Chart of the Week : The supply chain is a big mess and the Fed cannot do anything to change this

Macro
Christopher Dembik

Head of Macroeconomic Research

Summary:  In today's 'Macro Chartmania', we look at the May release of the Manufacturing Business Outlook Survey for the region of Philadelphia. The responses were collected between 9 and 16 May - before China started to ease some Covid restrictions. The region of Philadelphia represents the eight largest U.S. metropolitan economies and a large industrial center since the 19th century (textile, chemistry, food etc.). The May survey highlights well the challenges facing U.S. companies at the moment, especially related to supply chain disruptions. All the data in the 'Macro Chartmania' are collected from Macrobond and updated each week. If you want to add new data, please reach me out by email at cdk@saxobank.com.


Click here to download this week's full edition of Macro Chartmania composed of more than 100 charts to track the latest macroeconomic and market developments.

The global economy is facing at least four major shocks : 1) the Ukraine war which increases the risk of a recession in Europe this year (but we don’t forecast the eurozone economy will enter in a recession in 2022) ; 2) tighter U.S. financial conditions that will choke off the housing market ; 3) China’s lockdowns that will cause Q2 Chinese GDP to contract and ; 4) persistent supply chain disruptions resulting from a combination of factors (extreme weather in India/Pakistan, lack of containers, China’s zero Covid policy which may last at least until the congress of the ruling Communist Party in the autumn, high transportation and energy costs etc.).

For years, global growth has been a function of the inflow of liquidity and credit into the economy, mostly driven by quantitative easing and other ultra-accommodative monetary policies. Now, global growth is a function of the availability of real things such as diesel, electricity, natural gas, fertilizers, grains, copper, nickel or lithium. Basically, things that central banks cannot print. This is rather unusual. This will last.

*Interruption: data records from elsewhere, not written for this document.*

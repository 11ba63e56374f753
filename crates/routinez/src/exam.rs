//! Exam summary rows for a generated routine.

use crate::model::{Section, TBA};
use crate::schedule::format_time_range;

/// One row of the exam table: a section's midterm and final slots.
#[derive(Debug, Clone, PartialEq, Eq)]
pub struct ExamEntry {
    pub course_code: String,
    pub section_name: String,
    pub mid_date: String,
    pub mid_time: String,
    pub final_date: String,
    pub final_time: String,
}

impl ExamEntry {
    /// Builds one row per section, in routine order. Sections without a
    /// schedule still get a row of TBA cells so the table stays aligned
    /// with the routine.
    pub fn collect(sections: &[Section]) -> Vec<ExamEntry> {
        sections
            .iter()
            .map(|section| {
                let sched = section.section_schedule.as_ref();
                ExamEntry {
                    course_code: section.course_code.clone(),
                    section_name: section.section_name.clone(),
                    mid_date: date_or_tba(sched.and_then(|s| s.mid_exam_date.as_deref())),
                    mid_time: exam_time(
                        sched.and_then(|s| s.mid_exam_start_time.as_deref()),
                        sched.and_then(|s| s.mid_exam_end_time.as_deref()),
                    ),
                    final_date: date_or_tba(sched.and_then(|s| s.final_exam_date.as_deref())),
                    final_time: exam_time(
                        sched.and_then(|s| s.final_exam_start_time.as_deref()),
                        sched.and_then(|s| s.final_exam_end_time.as_deref()),
                    ),
                }
            })
            .collect()
    }
}

fn date_or_tba(date: Option<&str>) -> String {
    match date {
        Some(d) if !d.trim().is_empty() => d.to_string(),
        _ => TBA.to_string(),
    }
}

// A time range renders only when both endpoints are present; a lone
// start or end time is as good as none.
fn exam_time(start: Option<&str>, end: Option<&str>) -> String {
    match (start, end) {
        (Some(start), Some(end)) if !start.trim().is_empty() && !end.trim().is_empty() => {
            format_time_range(start, end)
        }
        _ => TBA.to_string(),
    }
}

#[cfg(test)]
mod tests {
    use super::*;
    use serde_json::json;

    fn section(value: serde_json::Value) -> Section {
        serde_json::from_value(value).unwrap()
    }

    #[test]
    fn test_full_exam_schedule() {
        let sections = vec![section(json!({
            "courseCode": "CSE110",
            "sectionName": "07",
            "sectionSchedule": {
                "midExamDate": "2026-03-12",
                "midExamStartTime": "09:00:00",
                "midExamEndTime": "10:30:00",
                "finalExamDate": "2026-05-20",
                "finalExamStartTime": "14:00:00",
                "finalExamEndTime": "16:00:00"
            }
        }))];
        let entries = ExamEntry::collect(&sections);
        assert_eq!(entries.len(), 1);
        assert_eq!(entries[0].mid_date, "2026-03-12");
        assert_eq!(entries[0].mid_time, "9:00 AM - 10:30 AM");
        assert_eq!(entries[0].final_time, "2:00 PM - 4:00 PM");
    }

    #[test]
    fn test_partial_times_render_tba() {
        let sections = vec![section(json!({
            "courseCode": "MAT110",
            "sectionSchedule": {
                "midExamDate": "2026-03-14",
                "midExamStartTime": "11:00:00"
            }
        }))];
        let entries = ExamEntry::collect(&sections);
        assert_eq!(entries[0].mid_date, "2026-03-14");
        assert_eq!(entries[0].mid_time, TBA);
        assert_eq!(entries[0].final_date, TBA);
        assert_eq!(entries[0].final_time, TBA);
    }

    #[test]
    fn test_missing_schedule_still_yields_row() {
        let sections = vec![section(json!({ "courseCode": "PHY111", "sectionName": "03" }))];
        let entries = ExamEntry::collect(&sections);
        assert_eq!(entries.len(), 1);
        assert_eq!(entries[0].course_code, "PHY111");
        assert_eq!(entries[0].mid_date, TBA);
    }
}
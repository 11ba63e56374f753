//! Client-side core of the Routinez course-routine planner.
//!
//! Everything here is the logic behind the planner UI: the wire model
//! for courses and sections, the cascading course/faculty/section
//! selection state, assembly of the weekly routine grid, normalization
//! of the generate endpoint's loosely shaped responses, and the HTTP
//! plus server-sent-events client that talks to the routine API.

pub mod api;
pub mod classify;
pub mod exam;
pub mod model;
pub mod schedule;
pub mod selection;
pub mod suggest;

Take container ships : a fifth of them are currently stuck in congested ports, partially due to China’s lockdowns and new shipping capacity has yet to be built (source : The Maritime Executive). Don’t expect any long-lasting improvement in the supply chain before 2023 at best when new containers will likely arrive in the market. This will reduce congestion, hopefully. In the interim, lingering supply chain difficulties will continue to weigh on economic activity. In the below chart, we show expectations of unfilled orders by manufacturing firms from the Philadelphia region (access to the full survey here). In May, the index for expected unfilled orders decreased from minus 13.4 to minus 24.5. This is a record low since March 1995 (it was at minus 27.8). Firms consider that China’s lockdowns combined with the shortage of inventories will negatively impact U.S. industrial production in the short- and medium-term. We observe similar trends in several other U.S. regional manufacturing surveys. Future unfilled orders are also in negative territory (minus 2.6) in the region of New York in May, for instance.

Despite an easing in restrictions in Beijing since yesterday and in Shanghai from 1 June onwards, global trade congestion continues to cause backlogs and higher inflation across the board. Due to Shanghai's lockdown, up to 260,000 twenty-foot equivalent units (which is a commonly used measure of volume in units of twenty-foot long containers) could not leave the port of the city in April. This will take weeks to ship, probably between 8 to 10 weeks according to our own calculations. This will imply higher transportation costs too. Neighboring ports are also highly congested, such as the port of Ningbo-Zhoushan (busiest port in the world in terms of cargo tonnage) where a large number of containerships have been diverted away from Shanghai in recent weeks. Traffic on the Asia-Europe route is particularly slow now. The average delay of container ships doing a complete rotation reached an average of 20 days in May, compared to 17 in February according to the online liner shipping solution Alphaliner. Port delays are increasing a lot in Europe, where ships must await berthing before docking. This ultimately increases bottlenecks. Expect the situation to worsen in the very short-term as a new wave of Chinese exports looms with the reopening of the economy. This means that the bottom has certainly not been reached yet in the below survey. The index for expected unfilled orders is likely to move lower in June and in July, at least. We need to understand the global supply chain is a big mess and the Fed cannot do anything to change this. Bottlenecks are here to stay. This is certainly an over-optimistic view to believe that inflation can be put under control just by raising interest rates for several months in a row.